Nichiren・Ikeda

Search & Study

日蓮大聖人・池田大作

検索 & 研究 ver.9

各部合同協議会 君よ心に勇気のマーチを

2004.6.18 スピーチ(2004.1〜)(池田大作全集第96巻)

前後
5  「二十世紀の諸葛孔明」たる周総理の不滅の将軍学に、学ぶべき点はまことに多い。
 趙先生が長年、周総理夫妻と生活をともにするなかで、大きな影響を受けたことは、何であったか。それは「節約をする」心がけだという。
 総理夫妻は、自分の身の周りは、何事も質素であった。浪費を徹して戒めた。
 たとえば鄧穎超とうえいちょう先生は、電気がむだについているのを見れば、すぐに消させた。水道の蛇口が必要以上に開けられ、水が余分に流れているのを見れば、必ず注意した。
 一事が万事である。小事が大事である。
 思えば三十年前、私との会見の席で、周総理は、まだ豊かとはいえなかった当時の中国の経済事情を、率直に語ってくださった。
 趙先生は振り返っておられる。周総理は、持っている衣服も少なく、何度も修繕を重ねて、大切に着続けていたと。
 どこまでも、人民と苦楽をともにされゆくお姿であった。
 節約をする。むだを省く。堅実に工夫し、知恵をわかせていく――。それは、国家であれ、団体であれ、家庭であれ、よりよき繁栄をめざす真剣さの表れである。全体のこと、未来のことを考え、恒久的なすばらしい城をつくろうとする責任感の表れと言ってよい。
 どんな世界も、見栄や格好、贅沢や放逸に流されていくところから、崩れ始める。これは、歴史の鉄則である。
 若き日に読んだ哲学者・三木清の言葉に「虚栄は最も多くの場合消費と結び附いている」とあった。(『人生論ノート』、『三木清全集』1所収、岩波書店)
 見栄を張らず、人まねをせずに、自分らしく勝利することだ。
 また、「本当の倹約とは、つねにより高い次元において消費することである」と述べたのは、アメリカの思想家エマーソンである。(「富」、『エマソン選集』3〈小泉一郎訳〉所収、日本教文社)
 たしかに、そのとおりだ。私自身、節約し倹約して、そのぶんを「創価教育のために」、そしてまた「広宣流布のために」「同志のために」との決心で進んできた。妙法のために生きれば、さらに福運がついてくるのである。
 中日友好協会副会長の王效賢おうこうけん先生もまた、周総理夫妻の志を受け継いでおられる。王先生は、とくに、創価の女性のスクラムに多大な信頼と希望を寄せ、こう語られている。
 「私は聖教新聞を毎号、読んでいます。
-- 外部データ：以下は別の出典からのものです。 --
//! Projection of a Hebrew anchor onto a range of solar years.

use chrono::{Datelike, NaiveDate};
use schemars::JsonSchema;
use serde::{Deserialize, Serialize};

use super::convert::{solar_date_for_key_in_year, HebrewKey};

/// One concrete appearance of a recurring event on the solar calendar.
#[derive(Debug, Clone, Copy, PartialEq, Eq, Serialize, Deserialize, JsonSchema)]
pub struct Occurrence {
    pub year: i32,
    pub month: u32,
    pub day: u32,
    pub date: NaiveDate,
}

impl Occurrence {
    fn from_date(date: NaiveDate) -> Self {
        Self {
            year: date.year(),
            month: date.month(),
            day: date.day(),
            date,
        }
    }
}

/// Project a Hebrew key onto every solar year in `start_year..=end_year`.
///
/// Years where the keyed day/month has no valid mapping are absent from the
/// result rather than being clamped or substituted. The result is sorted by
/// year with at most one entry per year.
pub fn project(key: &HebrewKey, start_year: i32, end_year: i32) -> Vec<Occurrence> {
    project_missing(key, start_year, end_year, &std::collections::HashSet::new())
}

/// Like [`project`], but skips years already present in `existing` before
/// any conversion work is done. This is what makes horizon backfill cheap
/// to re-run: covered years cost a set lookup, not a calendar search.
pub fn project_missing(
    key: &HebrewKey,
    start_year: i32,
    end_year: i32,
    existing: &std::collections::HashSet<i32>,
) -> Vec<Occurrence> {
    let mut occurrences = Vec::new();
    let mut year = start_year;
    while year <= end_year {
        if !existing.contains(&year) {
            if let Some(date) = solar_date_for_key_in_year(key, year) {
                occurrences.push(Occurrence::from_date(date));
            }
        }
        year += 1;
    }
    occurrences
}

/// First solar year a recurring event may occur in.
///
/// Never before the current year or the anchor's own year; for death events
/// with a known burial date, never before the year after burial.
pub fn projection_start(current_year: i32, anchor: NaiveDate, burial: Option<NaiveDate>) -> i32 {
    let floor = match burial {
        Some(b) => b.year() + 1,
        None => anchor.year(),
    };
    current_year.max(anchor.year()).max(floor)
}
紙面にあふれる創価学会の女性の皆さんの活躍は、本当に素晴らしい」
 「創価学会の女性の皆さんの知恵と勇気と行動が、平和の逆行に歯止めをかけ、『人民が主人となる』時代を開く力になると確信します」(「聖教新聞」二〇〇四年六月一日付)
 われらの勝利が、人類史の新たな時代を開く。世界がそれを待っている。
 いよいよ力強く、いよいよ勇敢に、人間主義の勝利へ大前進してまいりたい。
6  真実への情熱、虚偽への怒りをもて
 きょうは、フランス創価学会のメンバーも参加されている。遠いところ、ご苦労さま!
 「教育の危機は、教育の危機ではない。それは生命の危機なのだ」(『半月手帖』平野威馬訳、昭森社)
 この有名な箴言を残したのは、フランスの詩人ペギー(一八七三年〜一九一四年)であった。
 ペギーは、かの「ドレフュス事件」のさいも、奮然と、虚偽や不正に立ち向かった。
 (ドレフュス事件は、一八九四年に、ユダヤ人砲兵大尉ドレフュスがスパイ容疑をかけられ、無実の罪で逮捕、弾圧された事件)
 その若き胸中には、「真実への情熱、正義への情熱、そして虚偽への怒りといらだち、うそと不正への許しがたい気持ち」(『もう一つのドレフュス事件』大野一道訳、新評論、訳者解説から)が燃えあがっていた。
 ペギーは、烈々たる闘魂の言論人であった。彼は訴えている。
 「嘲弄(=あざけり)の上にはいかなる文化もつくられないし、つくりなおすこともできない。嘲弄や皮肉や不正は野蛮人のものだ」「悪口では文化の再建はできない」(『われらの青春』磯見辰典訳、中央出版会)
 現代にも通ずる警鐘と言えよう。
 正義の人を嘲弄し、悪口でおとしめる社会は、必ず行き詰まっていく。だからこそ、人間主義の確固たる大哲学を掲げた創価の文化運動が、深く強く求められるのである。
 いかなる悪口罵詈も敢然と打ち破りながら、「生命の世紀」の新たな大建設を、私たちは断行してまいりたい。
 ペギーは叫んだ。
 「デマゴギイ(=デマ)に対する戦いはすべてのたたかいの中でいちばん永続的なものである」(前掲『半月手帖』)
 正義と真実の言論を、断固として師子吼していかねばならない。
7  「われは勝ちたり」と叫べる日々を
 東京富士美術館では、今秋、「ヴィクトル・ユゴーとロマン派展」が開幕する。
 この展覧会は、大文豪の生誕二百周年(二〇〇二年)の意義を刻むもので、フランスの国宝六点も、日本初公開される予定である。
 (=フランスのヴィクトル・ユゴー文学記念館と共催し、文豪の校正刷り、直筆書簡、写真など、ゆかりの品々を紹介。ルーブル、オルセーなど世界的美術館の名品が公開された)
 そのユゴーの言葉を、皆さま方に贈りたい。
 「我等の魂には、唯一の感情、友情があるばかりではないか」「強勁(=強いこと)ならんがために集団せよ、幸福ならんがために一致せよ」(『追放』、『ユーゴー全集』9、神津道一訳、ユーゴー全集刊行会)
 団結せよ、一致せよ――と。
 そして「若い立派な才の持主であり高尚なる精神の持主たる諸君に依って漸次光明は輝いて来るのである」「諸君の如き若き人々が勝利をかちうるのである」(同前)とユゴーは謳っている。
 若き青年部を先頭に、正義の勝利へ進みたい。全員が最高に価値ある人生を生き、すばらしき歴史を残すのだ。「われは勝ちたり」と言いきれる、一人一人になっていただきたい。
 日蓮大聖人は「法自ら弘まらず人・法を弘むる故に人法ともに尊し」と仰せである。さらに、「法華経を信ずる人は・さいわいを万里の外よりあつむべし」と断言しておられる。
 皆さま方の栄光の総仕上げの人生は、御聖訓に照らして間違いない。その確信と誇りをもち続けてください。
 きょうは本当にご苦労さま! 全同志の「完全勝利」を祈ります。
 海外の方々も、いつまでもお元気で、健康で、すばらしい人生を!
 大切な同志の皆さまに、どうかくれぐれも、よろしくお伝えください。ありがとう!